* _Your objective_:
What is needed is an exact copy of all the records, written out in full.
+++ Record excerpts
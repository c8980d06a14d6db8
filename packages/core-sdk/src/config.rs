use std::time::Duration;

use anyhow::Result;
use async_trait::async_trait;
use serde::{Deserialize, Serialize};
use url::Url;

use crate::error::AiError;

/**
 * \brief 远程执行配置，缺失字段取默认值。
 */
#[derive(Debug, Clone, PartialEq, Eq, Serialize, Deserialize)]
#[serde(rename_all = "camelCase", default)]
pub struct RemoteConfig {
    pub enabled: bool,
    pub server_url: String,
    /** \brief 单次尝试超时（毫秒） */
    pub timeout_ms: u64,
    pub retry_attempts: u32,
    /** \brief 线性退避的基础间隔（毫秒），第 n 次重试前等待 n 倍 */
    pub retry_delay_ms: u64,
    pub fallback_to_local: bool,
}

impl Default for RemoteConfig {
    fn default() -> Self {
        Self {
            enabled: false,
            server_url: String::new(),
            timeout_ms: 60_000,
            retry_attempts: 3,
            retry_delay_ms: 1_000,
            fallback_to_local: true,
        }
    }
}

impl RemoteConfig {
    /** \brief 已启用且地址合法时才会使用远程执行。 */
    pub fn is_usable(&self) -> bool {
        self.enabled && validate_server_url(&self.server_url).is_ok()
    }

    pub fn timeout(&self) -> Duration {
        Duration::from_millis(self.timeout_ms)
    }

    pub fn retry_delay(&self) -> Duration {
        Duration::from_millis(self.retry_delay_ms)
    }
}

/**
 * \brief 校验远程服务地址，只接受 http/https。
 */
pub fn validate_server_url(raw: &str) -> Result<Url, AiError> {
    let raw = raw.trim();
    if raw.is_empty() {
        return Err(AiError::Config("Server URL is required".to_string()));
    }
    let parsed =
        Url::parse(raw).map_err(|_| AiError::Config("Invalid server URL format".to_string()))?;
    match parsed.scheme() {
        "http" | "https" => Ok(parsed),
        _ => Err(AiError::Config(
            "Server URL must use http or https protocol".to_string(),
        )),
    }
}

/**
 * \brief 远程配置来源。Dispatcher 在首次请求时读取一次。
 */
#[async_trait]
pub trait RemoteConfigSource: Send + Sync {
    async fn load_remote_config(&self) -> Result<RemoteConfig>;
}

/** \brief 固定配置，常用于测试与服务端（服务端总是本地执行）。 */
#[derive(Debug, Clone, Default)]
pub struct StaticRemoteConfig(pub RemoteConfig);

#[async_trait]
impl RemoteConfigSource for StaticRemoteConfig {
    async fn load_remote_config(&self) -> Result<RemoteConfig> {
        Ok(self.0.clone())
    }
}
++++++
* _Answer_:
repository c8980d06a14d6db8
filename packages/core-sdk/src/config.rs
use std::time::Duration;

use anyhow::Result;
use async_trait::async_trait;
use serde::{Deserialize, Serialize};
use url::Url;

use crate::error::AiError;

/**
 * \brief 远程执行配置，缺失字段取默认值。
 */
#[derive(Debug, Clone, PartialEq, Eq, Serialize, Deserialize)]
#[serde(rename_all = "camelCase", default)]
pub struct RemoteConfig {
    pub enabled: bool,
    pub server_url: String,
    /** \brief 单次尝试超时（毫秒） */
    pub timeout_ms: u64,
    pub retry_attempts: u32,
    /** \brief 线性退避的基础间隔（毫秒），第 n 次重试前等待 n 倍 */
    pub retry_delay_ms: u64,
    pub fallback_to_local: bool,
}

impl Default for RemoteConfig {
    fn default() -> Self {
        Self {
            enabled: false,
            server_url: String::new(),
            timeout_ms: 60_000,
            retry_attempts: 3,
            retry_delay_ms: 1_000,
            fallback_to_local: true,
        }
    }
}

impl RemoteConfig {
    /** \brief 已启用且地址合法时才会使用远程执行。 */
    pub fn is_usable(&self) -> bool {
        self.enabled && validate_server_url(&self.server_url).is_ok()
    }

    pub fn timeout(&self) -> Duration {
        Duration::from_millis(self.timeout_ms)
    }

    pub fn retry_delay(&self) -> Duration {
        Duration::from_millis(self.retry_delay_ms)
    }
}

/**
 * \brief 校验远程服务地址，只接受 http/https。
 */
pub fn validate_server_url(raw: &str) -> Result<Url, AiError> {
    let raw = raw.trim();
    if raw.is_empty() {
        return Err(AiError::Config("Server URL is required".to_string()));
    }
    let parsed =
        Url::parse(raw).map_err(|_| AiError::Config("Invalid server URL format".to_string()))?;
    match parsed.scheme() {
        "http" | "https" => Ok(parsed),
        _ => Err(AiError::Config(
            "Server URL must use http or https protocol".to_string(),
        )),
    }
}

/**
 * \brief 远程配置来源。Dispatcher 在首次请求时读取一次。
 */
#[async_trait]
pub trait RemoteConfigSource: Send + Sync {
    async fn load_remote_config(&self) -> Result<RemoteConfig>;
}

/** \brief 固定配置，常用于测试与服务端（服务端总是本地执行）。 */
#[derive(Debug, Clone, Default)]
pub struct StaticRemoteConfig(pub RemoteConfig);

#[async_trait]
impl RemoteConfigSource for StaticRemoteConfig {
    async fn load_remote_config(&self) -> Result<RemoteConfig> {
        Ok(self.0.clone())
    }
}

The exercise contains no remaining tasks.